One should not be rewarded for being a victim. America has become a society which has fetishized victims, so that being a victim is a path to riches, and often fame. In a good society, one has sympathy for true victims, but, beyond reasonable redress when possible by the actual perpetrator, the attitude of victims is to move on with life, and not to be defined by their injuries or injustices they have suffered. But thanks to the cabal of trial lawyers and psychiatrists, and the general erosion of personal responsibility, victimhood has become not only hugely profitable, but permeates the entire society.
A core tenet of the cult of victimization is that the individual is not responsible for their own actions. The idea and practice starts very early. Children don’t need to learn patience, they have learning disabilities, and need Ritalin, which is why millions of American kids are on some sort of behavior modification drug. Harvard economists determine that countries in Africa aren’t poor because their leaders are shameless thieves, but because of geographic and ecological accidents. Fat people don’t eat too much because of a lack of discipline, but because they are the victims of rapacious fast food restaurants. The solution is not exercise and a moderate diet, but surgery.
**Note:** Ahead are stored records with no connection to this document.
//! Core traits for the filesystem provisioner
//!
//! The InstanceBackend trait is the only way the lifecycle touches physical
//! storage. The ConfigSource trait is polled on every capacity check.

use async_trait::async_trait;

use crate::error::Result;
use crate::types::*;

/// Boundary to the system that creates and destroys physical instances.
///
/// Implementations perform slow, blocking-ish I/O. Callers bound every call
/// with a timeout and never hold registry locks across one.
#[async_trait]
pub trait InstanceBackend: Send + Sync {
    /// Materialize an instance limited to `size_limit` capacity units.
    ///
    /// `Ok(None)` means the backend produced nothing; callers treat it as a
    /// creation failure.
    async fn create_instance(&self, size_limit: u64) -> Result<Option<BackendInstance>>;

    /// Tear down the instance with this id
    async fn destroy_instance(&self, instance_id: &str) -> Result<()>;

    /// Names of every instance directory currently in storage.
    ///
    /// Each name embeds an instance id behind [`INSTANCE_DIR_PREFIX`].
    async fn enumerate_storage_roots(&self) -> Result<Vec<String>>;
}

/// Source of live gateway configuration
#[async_trait]
pub trait ConfigSource: Send + Sync {
    /// Load the current configuration. Called fresh on every capacity check.
    async fn load(&self) -> Result<GatewayConfig>;
}
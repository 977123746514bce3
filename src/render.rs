use web_sys as web;
use xr_core::SceneDescription;
use xr_render::GpuSurface;

/// WebGPU surface on the page canvas. `None` (logged) when WebGPU is missing;
/// the XR session still works through its own WebGL2 context.
pub async fn init_gpu(
    canvas: &web::HtmlCanvasElement,
    scene: SceneDescription,
) -> Option<GpuSurface<'static>> {
    match create(canvas, scene).await {
        Ok(g) => Some(g),
        Err(e) => {
            log::error!("[render] WebGPU init error: {:?}", e);
            None
        }
    }
}

async fn create(
    canvas: &web::HtmlCanvasElement,
    scene: SceneDescription,
) -> anyhow::Result<GpuSurface<'static>> {
    let instance = wgpu::Instance::default();
    let surface = instance.create_surface(wgpu::SurfaceTarget::Canvas(canvas.clone()))?;
    GpuSurface::new(&instance, surface, canvas.width(), canvas.height(), scene).await
}
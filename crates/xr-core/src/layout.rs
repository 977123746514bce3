use crate::hand::Handedness;
use std::fmt;

#[derive(Clone, Copy, Debug, PartialEq, Eq, Hash)]
pub enum ComponentRole {
    Trigger,
    Squeeze,
    Touchpad,
    Thumbstick,
    /// X on the left Touch controller, A on the right.
    PrimaryButton,
    /// Y on the left Touch controller, B on the right.
    SecondaryButton,
    Thumbrest,
}

impl ComponentRole {
    pub fn as_str(self) -> &'static str {
        match self {
            ComponentRole::Trigger => "trigger",
            ComponentRole::Squeeze => "squeeze",
            ComponentRole::Touchpad => "touchpad",
            ComponentRole::Thumbstick => "thumbstick",
            ComponentRole::PrimaryButton => "primary button",
            ComponentRole::SecondaryButton => "secondary button",
            ComponentRole::Thumbrest => "thumbrest",
        }
    }
}

impl fmt::Display for ComponentRole {
    fn fmt(&self, f: &mut fmt::Formatter<'_>) -> fmt::Result {
        f.write_str(self.as_str())
    }
}

#[derive(Clone, Copy, Debug, PartialEq, Eq)]
pub struct ComponentSpec {
    pub id: &'static str,
    pub role: ComponentRole,
    pub gamepad_index: usize,
}

const fn spec(id: &'static str, role: ComponentRole, gamepad_index: usize) -> ComponentSpec {
    ComponentSpec {
        id,
        role,
        gamepad_index,
    }
}

const TRIGGER: ComponentSpec = spec("xr-standard-trigger", ComponentRole::Trigger, 0);
const SQUEEZE: ComponentSpec = spec("xr-standard-squeeze", ComponentRole::Squeeze, 1);
const TOUCHPAD: ComponentSpec = spec("xr-standard-touchpad", ComponentRole::Touchpad, 2);
const THUMBSTICK: ComponentSpec = spec("xr-standard-thumbstick", ComponentRole::Thumbstick, 3);
const THUMBREST: ComponentSpec = spec("thumbrest", ComponentRole::Thumbrest, 6);

const TOUCH_LEFT: &[ComponentSpec] = &[
    TRIGGER,
    SQUEEZE,
    THUMBSTICK,
    spec("x-button", ComponentRole::PrimaryButton, 4),
    spec("y-button", ComponentRole::SecondaryButton, 5),
    THUMBREST,
];
const TOUCH_RIGHT: &[ComponentSpec] = &[
    TRIGGER,
    SQUEEZE,
    THUMBSTICK,
    spec("a-button", ComponentRole::PrimaryButton, 4),
    spec("b-button", ComponentRole::SecondaryButton, 5),
    THUMBREST,
];
const TOUCH_NO_REST_LEFT: &[ComponentSpec] = &[
    TRIGGER,
    SQUEEZE,
    THUMBSTICK,
    spec("x-button", ComponentRole::PrimaryButton, 4),
    spec("y-button", ComponentRole::SecondaryButton, 5),
];
const TOUCH_NO_REST_RIGHT: &[ComponentSpec] = &[
    TRIGGER,
    SQUEEZE,
    THUMBSTICK,
    spec("a-button", ComponentRole::PrimaryButton, 4),
    spec("b-button", ComponentRole::SecondaryButton, 5),
];
const INDEX: &[ComponentSpec] = &[
    TRIGGER,
    SQUEEZE,
    TOUCHPAD,
    THUMBSTICK,
    spec("a-button", ComponentRole::PrimaryButton, 4),
    spec("b-button", ComponentRole::SecondaryButton, 5),
];
const VIVE: &[ComponentSpec] = &[TRIGGER, SQUEEZE, TOUCHPAD];
const TRIGGER_SQUEEZE_TOUCHPAD_THUMBSTICK: &[ComponentSpec] =
    &[TRIGGER, SQUEEZE, TOUCHPAD, THUMBSTICK];
const TRIGGER_SQUEEZE_THUMBSTICK: &[ComponentSpec] = &[TRIGGER, SQUEEZE, THUMBSTICK];
const TRIGGER_SQUEEZE: &[ComponentSpec] = &[TRIGGER, SQUEEZE];
const TRIGGER_ONLY: &[ComponentSpec] = &[TRIGGER];

#[derive(Debug, PartialEq, Eq)]
pub struct ProfileLayout {
    pub profile_id: &'static str,
    left: &'static [ComponentSpec],
    right: &'static [ComponentSpec],
}

const fn symmetric(profile_id: &'static str, components: &'static [ComponentSpec]) -> ProfileLayout {
    ProfileLayout {
        profile_id,
        left: components,
        right: components,
    }
}

const fn handed(
    profile_id: &'static str,
    left: &'static [ComponentSpec],
    right: &'static [ComponentSpec],
) -> ProfileLayout {
    ProfileLayout {
        profile_id,
        left,
        right,
    }
}

pub static PROFILE_LAYOUTS: &[ProfileLayout] = &[
    handed("meta-quest-touch-plus", TOUCH_LEFT, TOUCH_RIGHT),
    handed("meta-quest-touch-pro", TOUCH_LEFT, TOUCH_RIGHT),
    handed("oculus-touch-v3", TOUCH_LEFT, TOUCH_RIGHT),
    handed("oculus-touch-v2", TOUCH_NO_REST_LEFT, TOUCH_NO_REST_RIGHT),
    handed("oculus-touch", TOUCH_LEFT, TOUCH_RIGHT),
    symmetric("valve-index", INDEX),
    symmetric("htc-vive", VIVE),
    symmetric(
        "generic-trigger-squeeze-touchpad-thumbstick",
        TRIGGER_SQUEEZE_TOUCHPAD_THUMBSTICK,
    ),
    symmetric("generic-trigger-squeeze-thumbstick", TRIGGER_SQUEEZE_THUMBSTICK),
    symmetric("generic-trigger-squeeze", TRIGGER_SQUEEZE),
    symmetric("generic-trigger", TRIGGER_ONLY),
];

/// Used when none of an input source's profile ids is known.
pub static FALLBACK_LAYOUT: ProfileLayout =
    symmetric("generic-trigger-squeeze-thumbstick", TRIGGER_SQUEEZE_THUMBSTICK);

impl ProfileLayout {
    pub fn by_id(profile_id: &str) -> Option<&'static ProfileLayout> {
        PROFILE_LAYOUTS.iter().find(|l| l.profile_id == profile_id)
    }

    /// First known layout among `profiles` (ordered most specific first).
    pub fn resolve<'a>(profiles: impl IntoIterator<Item = &'a str>) -> &'static ProfileLayout {
        profiles
            .into_iter()
            .find_map(ProfileLayout::by_id)
            .unwrap_or(&FALLBACK_LAYOUT)
    }

    pub fn components(&self, handedness: Handedness) -> &'static [ComponentSpec] {
        match handedness {
            Handedness::Left => self.left,
            _ => self.right,
        }
    }

    pub fn find(&self, handedness: Handedness, role: ComponentRole) -> Option<&'static ComponentSpec> {
        self.components(handedness).iter().find(|c| c.role == role)
    }
}

#[cfg(test)]
mod tests {
    use super::*;

    #[test]
    fn first_known_profile_wins() {
        let layout = ProfileLayout::resolve([
            "some-future-controller",
            "oculus-touch-v3",
            "generic-trigger-squeeze-thumbstick",
        ]);
        assert_eq!(layout.profile_id, "oculus-touch-v3");
    }

    #[test]
    fn unknown_profiles_use_fallback() {
        let layout = ProfileLayout::resolve(["made-up"]);
        assert_eq!(layout.profile_id, FALLBACK_LAYOUT.profile_id);
        assert!(layout.find(Handedness::Left, ComponentRole::Thumbrest).is_none());
        assert!(layout.find(Handedness::Left, ComponentRole::Trigger).is_some());
        let empty: [&str; 0] = [];
        assert_eq!(ProfileLayout::resolve(empty).profile_id, FALLBACK_LAYOUT.profile_id);
    }

    #[test]
    fn touch_button_ids_depend_on_handedness() {
        let layout = ProfileLayout::by_id("oculus-touch").unwrap();
        let left = layout.find(Handedness::Left, ComponentRole::PrimaryButton).unwrap();
        let right = layout.find(Handedness::Right, ComponentRole::PrimaryButton).unwrap();
        assert_eq!(left.id, "x-button");
        assert_eq!(right.id, "a-button");
        assert_eq!(left.gamepad_index, right.gamepad_index);
        let none = layout.find(Handedness::None, ComponentRole::SecondaryButton).unwrap();
        assert_eq!(none.id, "b-button");
    }

    #[test]
    fn xr_standard_slots_are_shared() {
        for layout in PROFILE_LAYOUTS {
            for hand in [Handedness::Left, Handedness::Right] {
                if let Some(c) = layout.find(hand, ComponentRole::Trigger) {
                    assert_eq!(c.gamepad_index, 0);
                }
                if let Some(c) = layout.find(hand, ComponentRole::Squeeze) {
                    assert_eq!(c.gamepad_index, 1);
                }
                if let Some(c) = layout.find(hand, ComponentRole::Thumbstick) {
                    assert_eq!(c.gamepad_index, 3);
                }
            }
        }
    }
}
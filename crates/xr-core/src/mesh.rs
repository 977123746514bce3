use bytemuck::{Pod, Zeroable};

#[repr(C)]
#[derive(Copy, Clone, Debug, PartialEq, Pod, Zeroable)]
pub struct Vertex {
    pub position: [f32; 3],
    pub normal: [f32; 3],
}

#[derive(Clone, Debug, Default)]
pub struct Mesh {
    pub vertices: Vec<Vertex>,
    /// Triangle list, counter-clockwise when seen from outside.
    pub indices: Vec<u32>,
}

impl Mesh {
    pub fn triangle_count(&self) -> usize {
        self.indices.len() / 3
    }
}

/// `segments` sets the number of stacks; slices are twice that.
pub fn sphere(diameter: f32, segments: u32) -> Mesh {
    let stacks = segments.max(2);
    let slices = (segments * 2).max(3);
    let radius = diameter * 0.5;

    let mut vertices = Vec::with_capacity(((stacks + 1) * (slices + 1)) as usize);
    for stack in 0..=stacks {
        let phi = stack as f32 / stacks as f32 * std::f32::consts::PI;
        let (sin_phi, cos_phi) = phi.sin_cos();
        for slice in 0..=slices {
            let theta = slice as f32 / slices as f32 * std::f32::consts::TAU;
            let (sin_theta, cos_theta) = theta.sin_cos();
            let n = [sin_phi * cos_theta, cos_phi, sin_phi * sin_theta];
            vertices.push(Vertex {
                position: [n[0] * radius, n[1] * radius, n[2] * radius],
                normal: n,
            });
        }
    }

    let ring = slices + 1;
    let mut indices = Vec::with_capacity((stacks * slices * 6) as usize);
    for stack in 0..stacks {
        for slice in 0..slices {
            let i0 = stack * ring + slice;
            let i1 = i0 + 1;
            let i2 = (stack + 1) * ring + slice;
            let i3 = i2 + 1;
            indices.extend_from_slice(&[i0, i1, i2, i1, i3, i2]);
        }
    }
    Mesh { vertices, indices }
}

pub fn ground_disc(diameter: f32, tessellation: u32) -> Mesh {
    let n = tessellation.max(3);
    let radius = diameter * 0.5;
    let up = [0.0, 1.0, 0.0];
    let mut vertices = Vec::with_capacity(n as usize + 1);
    vertices.push(Vertex {
        position: [0.0, 0.0, 0.0],
        normal: up,
    });
    for i in 0..n {
        let a = i as f32 / n as f32 * std::f32::consts::TAU;
        vertices.push(Vertex {
            position: [radius * a.cos(), 0.0, radius * a.sin()],
            normal: up,
        });
    }
    let mut indices = Vec::with_capacity(n as usize * 3);
    for i in 0..n {
        let a = 1 + i;
        let b = 1 + (i + 1) % n;
        indices.extend_from_slice(&[0, b, a]);
    }
    Mesh { vertices, indices }
}

#[cfg(test)]
mod tests {
    use super::*;
    use glam::Vec3;

    #[test]
    fn sphere_vertices_lie_on_radius() {
        let mesh = sphere(0.1, 16);
        assert_eq!(mesh.vertices.len(), 17 * 33);
        assert_eq!(mesh.triangle_count(), 16 * 32 * 2);
        for v in &mesh.vertices {
            assert!((Vec3::from(v.position).length() - 0.05).abs() < 1e-5);
        }
        assert!(mesh.indices.iter().all(|&i| (i as usize) < mesh.vertices.len()));
    }

    #[test]
    fn sphere_winding_faces_outward() {
        let mesh = sphere(2.0, 8);
        // pick a triangle from the middle band to avoid degenerate pole quads
        let base = (4 * 16 * 6) as usize;
        let tri: Vec<Vec3> = mesh.indices[base..base + 3]
            .iter()
            .map(|&i| Vec3::from(mesh.vertices[i as usize].position))
            .collect();
        let normal = (tri[1] - tri[0]).cross(tri[2] - tri[0]);
        let centroid = (tri[0] + tri[1] + tri[2]) / 3.0;
        assert!(normal.dot(centroid) > 0.0);
    }

    #[test]
    fn ground_disc_faces_up() {
        let mesh = ground_disc(15.0, 32);
        assert_eq!(mesh.vertices.len(), 33);
        assert_eq!(mesh.triangle_count(), 32);
        let tri: Vec<Vec3> = mesh.indices[0..3]
            .iter()
            .map(|&i| Vec3::from(mesh.vertices[i as usize].position))
            .collect();
        let normal = (tri[1] - tri[0]).cross(tri[2] - tri[0]);
        assert!(normal.y > 0.0);
    }
}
In 2013 Bill di Blasio managed to become elected mayor of New York city based on a campaign about two different New Yorks; the rich and the poor, or, in his mind, the oppressors – who need to pay more tax, and the oppressed, who need more help. He was certainly right about one thing; there are two New Yorkers – the well-off who pay the vast majority of the taxes, and the poor and the less well-off who receive the vast majority of the services paid for by those taxes. But the vision of victim and victimizer is the one that plays well.
While the cult of victimization has been useful for many aspiring politicians, trial lawyers, and academics, it is the absolute opposite of the sort of mentality that will lead to justice.